→ GOAL OF THE EXERCISE: How many lines of the data contain "delivery"? Reply with the number alone.

=== DATA FOR THE TASK ===

use serde::{Deserialize, Serialize, Serializer};
use std::fmt;

/// A wrapper for sensitive data that masks its value in Debug output and can be customized for Serialization.
#[derive(Clone, Deserialize)]
pub struct Masked<T>(pub T);

impl<T: fmt::Display> fmt::Debug for Masked<T> {
    fn fmt(&self, f: &mut fmt::Formatter<'_>) -> fmt::Result {
        write!(f, "********")
    }
}

impl<T: fmt::Display> fmt::Display for Masked<T> {
    fn fmt(&self, f: &mut fmt::Formatter<'_>) -> fmt::Result {
        write!(f, "********")
    }
}

impl<T: Serialize> Serialize for Masked<T> {
    fn serialize<S>(&self, serializer: S) -> Result<S::Ok, S::Error>
    where
        S: Serializer,
    {
        // API responses need the real value; the wrapper exists to prevent
        // accidental leakage through log macros like tracing::info!("{:?}", order).
        self.0.serialize(serializer)
    }
}

impl<T> Masked<T> {
    pub fn into_inner(self) -> T {
        self.0
    }
}
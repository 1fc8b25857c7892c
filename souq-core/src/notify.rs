use async_trait::async_trait;
use chrono::{DateTime, Utc};
use serde::{Deserialize, Serialize};
use uuid::Uuid;

use crate::error::Result;

#[derive(Debug, Clone, Copy, Serialize, Deserialize, PartialEq, Eq)]
#[serde(rename_all = "snake_case")]
pub enum NotificationKind {
    OrderPlaced,
    OrderApproved,
    OrderRejected,
    VendorAssigned,
    VendorConfirmed,
    VendorRejected,
    PaymentReceived,
    PaymentFailed,
    ItemStatusChanged,
    OrderCancelled,
    OrderRefunded,
}

#[derive(Debug, Clone, Serialize, Deserialize, PartialEq, Eq)]
#[serde(tag = "kind", content = "id", rename_all = "snake_case")]
pub enum Recipient {
    Customer(String),
    Vendor(Uuid),
    Admin(String),
}

/// Append-only notification entry attached to an order.
///
/// Immutable after creation except for `is_read`.
#[derive(Debug, Clone, Serialize, Deserialize)]
pub struct Notification {
    pub id: Uuid,
    pub kind: NotificationKind,
    pub recipient: Recipient,
    pub message: String,
    pub is_read: bool,
    pub sent_at: DateTime<Utc>,
}

impl Notification {
    pub fn new(kind: NotificationKind, recipient: Recipient, message: impl Into<String>) -> Self {
        Self {
            id: Uuid::new_v4(),
            kind,
            recipient,
            message: message.into(),
            is_read: false,
            sent_at: Utc::now(),
        }
    }
}

/// Directory lookup for admin broadcast.
///
/// The set of admins is external directory state, not workflow state; the
/// engine never assumes a global admin list.
#[async_trait]
pub trait AdminDirectory: Send + Sync {
    async fn admin_ids(&self) -> Result<Vec<String>>;
}

/// Outbound delivery seam (email, push, ...).
///
/// Delivery is best-effort and time-bounded; a failed delivery never fails
/// the workflow transition that produced the record.
#[async_trait]
pub trait NotificationSink: Send + Sync {
    async fn deliver(&self, order_number: &str, note: &Notification) -> Result<()>;
}

/// Sink that only logs; the default wiring when no delivery channel is configured
pub struct TracingSink;

#[async_trait]
impl NotificationSink for TracingSink {
    async fn deliver(&self, order_number: &str, note: &Notification) -> Result<()> {
        tracing::info!(
            order_number,
            kind = ?note.kind,
            recipient = ?note.recipient,
            "notification recorded"
        );
        Ok(())
    }
}

/// Fixed admin roster, used in tests and single-tenant deployments
pub struct StaticAdminDirectory {
    admins: Vec<String>,
}

impl StaticAdminDirectory {
    pub fn new(admins: Vec<String>) -> Self {
        Self { admins }
    }
}

#[async_trait]
impl AdminDirectory for StaticAdminDirectory {
    async fn admin_ids(&self) -> Result<Vec<String>> {
        Ok(self.admins.clone())
    }
}
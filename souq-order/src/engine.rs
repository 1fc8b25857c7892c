use std::future::Future;
use std::sync::Arc;
use std::time::Duration;

use chrono::Utc;
use rust_decimal::Decimal;
use uuid::Uuid;

use souq_cart::models::{CartCharges, DraftItem, OrderDraft};
use souq_cart::repository::CartStore;
use souq_catalog::inventory::InventoryLedger;
use souq_core::error::{Error, Result};
use souq_core::gateway::{ChargeStatus, GatewaySession, PaymentGateway, PaymentStatus};
use souq_core::identity::Actor;
use souq_core::notify::{
    AdminDirectory, Notification, NotificationKind, NotificationSink, Recipient,
};
use souq_shared::models::events::{
    OrderPaidEvent, OrderPlacedEvent, SettlementEvent, VendorRespondedEvent,
};

use crate::models::{Address, ApprovalStatus, ItemStatus, Order, OrderStatus};
use crate::payouts::{compute_payouts, PayoutRates};
use crate::repository::{OrderStore, PaymentClaim};

/// Tunables for the workflow engine
#[derive(Debug, Clone)]
pub struct EngineConfig {
    pub charges: CartCharges,
    pub payout_rates: PayoutRates,
    pub currency: String,
    /// Upper bound on any single gateway or delivery call
    pub gateway_timeout: Duration,
}

impl Default for EngineConfig {
    fn default() -> Self {
        Self {
            charges: CartCharges::default(),
            payout_rates: PayoutRates::default(),
            currency: "BDT".to_string(),
            gateway_timeout: Duration::from_secs(10),
        }
    }
}

/// Drives the order state machine.
///
/// Owns every legal transition; callers (HTTP handlers, the payment
/// reconciler) never mutate an order directly. Order-level status is always
/// recomputed from sub-state inside the same unit of work as the mutation.
pub struct OrderWorkflowEngine {
    orders: Arc<dyn OrderStore>,
    ledger: Arc<dyn InventoryLedger>,
    gateway: Arc<dyn PaymentGateway>,
    carts: Arc<dyn CartStore>,
    admins: Arc<dyn AdminDirectory>,
    sink: Arc<dyn NotificationSink>,
    config: EngineConfig,
}
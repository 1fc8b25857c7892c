use rust_decimal::Decimal;
use serde::Deserialize;
use std::env;

use souq_cart::models::CartCharges;
use souq_order::payouts::PayoutRates;

#[derive(Debug, Deserialize, Clone)]
pub struct Config {
    pub server: ServerConfig,
    pub database: DatabaseConfig,
    pub redis: RedisConfig,
    pub auth: AuthConfig,
    pub gateway: GatewayConfig,
    pub business_rules: BusinessRules,
    /// Admin directory for notification broadcast; externally managed in
    /// multi-tenant deployments
    #[serde(default)]
    pub admins: Vec<String>,
}

#[derive(Debug, Deserialize, Clone)]
pub struct ServerConfig {
    pub port: u16,
}

#[derive(Debug, Deserialize, Clone)]
pub struct DatabaseConfig {
    pub url: String,
}

#[derive(Debug, Deserialize, Clone)]
pub struct RedisConfig {
    pub url: String,
}

#[derive(Debug, Deserialize, Clone)]
pub struct AuthConfig {
    pub jwt_secret: String,
    pub jwt_expiration_seconds: u64,
}

#[derive(Debug, Deserialize, Clone)]
pub struct GatewayConfig {
    pub base_url: String,
    pub store_id: String,
    pub signature_key: String,
    #[serde(default = "default_gateway_timeout")]
    pub timeout_seconds: u64,
}

fn default_gateway_timeout() -> u64 {
    10
}

#[derive(Debug, Deserialize, Clone)]
pub struct BusinessRules {
    pub tax_rate: f64,
    pub service_charge_rate: f64,
    pub free_shipping_threshold: f64,
    pub flat_shipping_fee: f64,
    pub commission_rate: f64,
    pub vendor_service_charge_rate: f64,
    #[serde(default = "default_currency")]
    pub currency: String,
}

fn default_currency() -> String {
    "BDT".to_string()
}

impl BusinessRules {
    pub fn cart_charges(&self) -> CartCharges {
        let defaults = CartCharges::default();
        CartCharges {
            tax_rate: to_decimal(self.tax_rate, defaults.tax_rate),
            service_charge_rate: to_decimal(self.service_charge_rate, defaults.service_charge_rate),
            free_shipping_threshold: to_decimal(
                self.free_shipping_threshold,
                defaults.free_shipping_threshold,
            ),
            flat_shipping_fee: to_decimal(self.flat_shipping_fee, defaults.flat_shipping_fee),
        }
    }

    pub fn payout_rates(&self) -> PayoutRates {
        let defaults = PayoutRates::default();
        PayoutRates {
            commission_rate: to_decimal(self.commission_rate, defaults.commission_rate),
            service_charge_rate: to_decimal(
                self.vendor_service_charge_rate,
                defaults.service_charge_rate,
            ),
        }
    }
}

fn to_decimal(value: f64, fallback: Decimal) -> Decimal {
    Decimal::try_from(value).unwrap_or(fallback)
}

impl Config {
    pub fn load() -> Result<Self, config::ConfigError> {
        let run_mode = env::var("RUN_MODE").unwrap_or_else(|_| "development".into());

        let s = config::Config::builder()
            // Start off by merging in the "default" configuration file
            .add_source(config::File::with_name("config/default"))
            // Add in the current environment file
            // Default to 'development' env
            // Note that this file is _optional_
            .add_source(config::File::with_name(&format!("config/{}", run_mode)).required(false))
            // Add in a local configuration file
            // This file shouldn't be checked in to git
            .add_source(config::File::with_name("config/local").required(false))
            // Add in settings from the environment (with a prefix of SOUQ)
            // Eg.. `SOUQ__SERVER__PORT=8080` would set the server port
            .add_source(config::Environment::with_prefix("SOUQ").separator("__"))
            .build()?;

        s.try_deserialize()
    }
}
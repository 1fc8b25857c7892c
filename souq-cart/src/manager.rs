use std::sync::Arc;

use chrono::Utc;
use uuid::Uuid;

use souq_catalog::product::ProductStore;
use souq_core::error::{Error, Result};

use crate::models::{Cart, CartCharges, CartItem, DraftItem, OrderDraft, MAX_LINE_QUANTITY};
use crate::repository::CartStore;

/// Cart operations: add/update/remove/clear and checkout into an order draft.
///
/// Stock checks here are advisory; the authoritative decrement happens at
/// payment time through the inventory ledger.
pub struct CartService {
    products: Arc<dyn ProductStore>,
    carts: Arc<dyn CartStore>,
    charges: CartCharges,
}

impl CartService {
    pub fn new(
        products: Arc<dyn ProductStore>,
        carts: Arc<dyn CartStore>,
        charges: CartCharges,
    ) -> Self {
        Self {
            products,
            carts,
            charges,
        }
    }

    pub async fn get(&self, customer_id: &str) -> Result<Cart> {
        self.carts.load_or_create(customer_id).await
    }

    pub async fn add(
        &self,
        customer_id: &str,
        product_id: Uuid,
        quantity: i32,
        variant: Option<String>,
    ) -> Result<Cart> {
        if quantity < 1 {
            return Err(Error::validation("quantity must be at least 1"));
        }

        let product = self
            .products
            .get(product_id)
            .await?
            .ok_or_else(|| Error::not_found(format!("product {product_id} not found")))?;

        if !product.is_active() {
            return Err(Error::conflict(format!(
                "product '{}' is not available",
                product.title
            )));
        }

        let mut cart = self.carts.load_or_create(customer_id).await?;

        // Identical (product, variant) lines merge; the cap and the stock
        // check apply to the merged quantity, not just the delta.
        let existing = cart
            .items
            .iter()
            .position(|i| i.product_id == product_id && i.variant.as_deref() == variant.as_deref());
        let merged = match existing {
            Some(idx) => cart.items[idx].quantity + quantity,
            None => quantity,
        };

        if merged > MAX_LINE_QUANTITY {
            return Err(Error::validation(format!(
                "quantity for '{}' capped at {MAX_LINE_QUANTITY} per line",
                product.title
            )));
        }
        if merged > product.inventory.quantity {
            return Err(Error::conflict(format!(
                "insufficient stock for '{}': requested {merged}, available {}",
                product.title, product.inventory.quantity
            )));
        }

        match existing {
            Some(idx) => {
                let line = &mut cart.items[idx];
                line.quantity = merged;
                line.unit_price = product.price;
                line.is_available = true;
            }
            None => cart.items.push(CartItem {
                id: Uuid::new_v4(),
                product_id,
                vendor_id: product.vendor_id,
                title: product.title.clone(),
                quantity,
                unit_price: product.price,
                variant,
                category_surcharge_rate: product.category_surcharge_rate,
                added_at: Utc::now(),
                is_available: true,
            }),
        }

        cart.recalculate(&self.charges);
        self.carts.save(&cart).await?;
        Ok(cart)
    }

    pub async fn update(&self, customer_id: &str, item_id: Uuid, quantity: i32) -> Result<Cart> {
        if !(1..=MAX_LINE_QUANTITY).contains(&quantity) {
            return Err(Error::validation(format!(
                "quantity must be between 1 and {MAX_LINE_QUANTITY}"
            )));
        }

        let mut cart = self.carts.load_or_create(customer_id).await?;
        let item = cart
            .items
            .iter_mut()
            .find(|i| i.id == item_id)
            .ok_or_else(|| Error::not_found(format!("cart item {item_id} not found")))?;

        let product = self
            .products
            .get(item.product_id)
            .await?
            .filter(|p| p.is_active())
            .ok_or_else(|| Error::conflict(format!("'{}' is no longer available", item.title)))?;

        if quantity > product.inventory.quantity {
            return Err(Error::conflict(format!(
                "insufficient stock for '{}': requested {quantity}, available {}",
                item.title, product.inventory.quantity
            )));
        }

        item.quantity = quantity;
        item.unit_price = product.price;
        cart.recalculate(&self.charges);
        self.carts.save(&cart).await?;
        Ok(cart)
    }

    pub async fn remove(&self, customer_id: &str, item_id: Uuid) -> Result<Cart> {
        let mut cart = self.carts.load_or_create(customer_id).await?;
        let before = cart.items.len();
        cart.items.retain(|i| i.id != item_id);

        if cart.items.len() == before {
            return Err(Error::not_found(format!("cart item {item_id} not found")));
        }

        cart.recalculate(&self.charges);
        self.carts.save(&cart).await?;
        Ok(cart)
    }

    pub async fn clear(&self, customer_id: &str) -> Result<()> {
        self.carts.clear(customer_id).await
    }

    /// Re-validate every line against the current catalog and snapshot the
    /// cart into an immutable draft. The cart itself is left untouched; it is
    /// cleared only once the order has been durably created.
    pub async fn checkout(&self, customer_id: &str) -> Result<OrderDraft> {
        let mut cart = self.carts.load_or_create(customer_id).await?;

        if cart.is_empty() {
            return Err(Error::validation("cart is empty"));
        }

        let mut unavailable = Vec::new();
        let mut items = Vec::with_capacity(cart.items.len());

        for line in &mut cart.items {
            let product = self.products.get(line.product_id).await?;
            let ok = match &product {
                Some(p) => p.is_active() && p.inventory.quantity >= line.quantity,
                None => false,
            };
            line.is_available = ok;

            if ok {
                items.push(DraftItem {
                    product_id: line.product_id,
                    vendor_id: line.vendor_id,
                    title: line.title.clone(),
                    quantity: line.quantity,
                    unit_price: line.unit_price,
                    category_surcharge_rate: line.category_surcharge_rate,
                });
            } else {
                unavailable.push(line.title.clone());
            }
        }

        if !unavailable.is_empty() {
            // Persist the refreshed availability flags so the customer sees
            // which lines drifted since they were added.
            self.carts.save(&cart).await?;
            return Err(Error::conflict(format!(
                "unavailable items: {}",
                unavailable.join(", ")
            )));
        }

        Ok(OrderDraft {
            customer_id: customer_id.to_string(),
            items,
            discount: cart.discount,
        })
    }

    pub fn charges(&self) -> &CartCharges {
        &self.charges
    }

    /// The read-only catalog view backing this service
    pub fn products(&self) -> &Arc<dyn ProductStore> {
        &self.products
    }
}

===

→ YOUR RESPONSE: 4